*Saved entries:*
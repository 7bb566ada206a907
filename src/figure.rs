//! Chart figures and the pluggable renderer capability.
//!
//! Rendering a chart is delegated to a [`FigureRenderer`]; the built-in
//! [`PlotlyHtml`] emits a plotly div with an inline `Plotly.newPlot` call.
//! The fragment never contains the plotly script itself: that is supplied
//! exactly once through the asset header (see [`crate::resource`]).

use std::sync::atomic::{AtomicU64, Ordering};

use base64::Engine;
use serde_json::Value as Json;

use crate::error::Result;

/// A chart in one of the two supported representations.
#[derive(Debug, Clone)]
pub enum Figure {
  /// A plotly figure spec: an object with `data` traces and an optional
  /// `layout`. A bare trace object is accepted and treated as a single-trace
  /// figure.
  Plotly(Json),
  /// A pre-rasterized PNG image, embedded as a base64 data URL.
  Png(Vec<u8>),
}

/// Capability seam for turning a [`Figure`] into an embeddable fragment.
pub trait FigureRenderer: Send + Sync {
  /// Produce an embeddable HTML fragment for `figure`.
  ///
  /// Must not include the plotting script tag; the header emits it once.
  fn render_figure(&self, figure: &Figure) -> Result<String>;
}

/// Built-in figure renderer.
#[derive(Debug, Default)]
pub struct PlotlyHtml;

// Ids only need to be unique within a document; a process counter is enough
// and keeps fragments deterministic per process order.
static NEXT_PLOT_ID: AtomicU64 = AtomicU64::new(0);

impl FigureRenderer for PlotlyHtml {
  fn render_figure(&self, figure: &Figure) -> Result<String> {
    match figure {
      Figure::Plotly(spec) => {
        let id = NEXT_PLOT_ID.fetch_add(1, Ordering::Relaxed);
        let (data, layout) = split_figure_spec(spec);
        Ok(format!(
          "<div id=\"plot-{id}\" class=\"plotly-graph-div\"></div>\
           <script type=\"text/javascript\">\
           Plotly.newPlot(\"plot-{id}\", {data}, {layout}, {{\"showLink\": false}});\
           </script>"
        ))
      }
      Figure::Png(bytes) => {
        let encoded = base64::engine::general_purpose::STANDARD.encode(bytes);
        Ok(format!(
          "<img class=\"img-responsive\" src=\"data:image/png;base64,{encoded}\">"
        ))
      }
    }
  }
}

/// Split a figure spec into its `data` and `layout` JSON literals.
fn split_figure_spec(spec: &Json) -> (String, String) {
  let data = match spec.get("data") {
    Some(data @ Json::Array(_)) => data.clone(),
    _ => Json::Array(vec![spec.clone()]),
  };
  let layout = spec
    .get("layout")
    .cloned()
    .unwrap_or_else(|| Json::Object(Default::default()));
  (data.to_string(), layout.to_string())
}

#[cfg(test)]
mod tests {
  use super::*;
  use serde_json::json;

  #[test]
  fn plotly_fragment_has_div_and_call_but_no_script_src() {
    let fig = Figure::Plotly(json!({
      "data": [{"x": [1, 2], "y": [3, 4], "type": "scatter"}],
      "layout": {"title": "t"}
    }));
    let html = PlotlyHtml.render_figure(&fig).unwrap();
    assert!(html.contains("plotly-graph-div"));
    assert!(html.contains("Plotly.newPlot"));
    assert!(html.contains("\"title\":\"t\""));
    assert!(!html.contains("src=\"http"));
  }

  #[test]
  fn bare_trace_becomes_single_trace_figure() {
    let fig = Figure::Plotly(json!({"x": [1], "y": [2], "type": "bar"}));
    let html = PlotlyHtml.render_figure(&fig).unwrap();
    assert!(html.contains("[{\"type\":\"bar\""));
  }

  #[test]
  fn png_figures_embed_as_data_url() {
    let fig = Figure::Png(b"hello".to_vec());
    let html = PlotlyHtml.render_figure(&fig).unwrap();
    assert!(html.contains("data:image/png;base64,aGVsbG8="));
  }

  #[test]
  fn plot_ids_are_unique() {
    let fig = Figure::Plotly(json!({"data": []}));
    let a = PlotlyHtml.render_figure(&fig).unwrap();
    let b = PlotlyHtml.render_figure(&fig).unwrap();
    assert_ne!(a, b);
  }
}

...

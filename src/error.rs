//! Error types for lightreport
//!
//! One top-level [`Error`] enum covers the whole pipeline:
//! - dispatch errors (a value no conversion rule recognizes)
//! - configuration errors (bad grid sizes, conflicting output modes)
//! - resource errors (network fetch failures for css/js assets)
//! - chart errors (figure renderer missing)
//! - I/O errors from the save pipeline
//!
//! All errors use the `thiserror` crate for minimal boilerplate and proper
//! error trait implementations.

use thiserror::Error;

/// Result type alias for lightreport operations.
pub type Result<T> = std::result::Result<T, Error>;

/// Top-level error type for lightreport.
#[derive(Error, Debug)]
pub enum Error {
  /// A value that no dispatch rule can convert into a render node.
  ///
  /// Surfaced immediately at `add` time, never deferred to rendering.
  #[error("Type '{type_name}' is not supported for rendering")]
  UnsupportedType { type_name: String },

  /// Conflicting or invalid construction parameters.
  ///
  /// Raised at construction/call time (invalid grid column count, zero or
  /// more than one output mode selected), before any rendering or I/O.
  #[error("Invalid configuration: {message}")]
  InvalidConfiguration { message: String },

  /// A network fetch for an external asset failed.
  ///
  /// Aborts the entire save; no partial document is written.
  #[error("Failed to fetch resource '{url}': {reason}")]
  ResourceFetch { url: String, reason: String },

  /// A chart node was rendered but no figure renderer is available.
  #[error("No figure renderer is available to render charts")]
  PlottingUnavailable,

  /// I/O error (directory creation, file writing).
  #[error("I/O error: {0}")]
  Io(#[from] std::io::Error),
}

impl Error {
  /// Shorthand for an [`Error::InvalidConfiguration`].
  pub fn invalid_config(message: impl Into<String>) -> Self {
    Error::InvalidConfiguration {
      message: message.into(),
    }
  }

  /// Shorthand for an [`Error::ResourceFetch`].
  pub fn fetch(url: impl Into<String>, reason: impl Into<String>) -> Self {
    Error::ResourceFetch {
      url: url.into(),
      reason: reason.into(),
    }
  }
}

*Exercise requirements:*
In the records above, find each line that mentions the string "construction", then copy it.

*Task response:*
  /// Conflicting or invalid construction parameters.
  /// Raised at construction/call time (invalid grid column count, zero or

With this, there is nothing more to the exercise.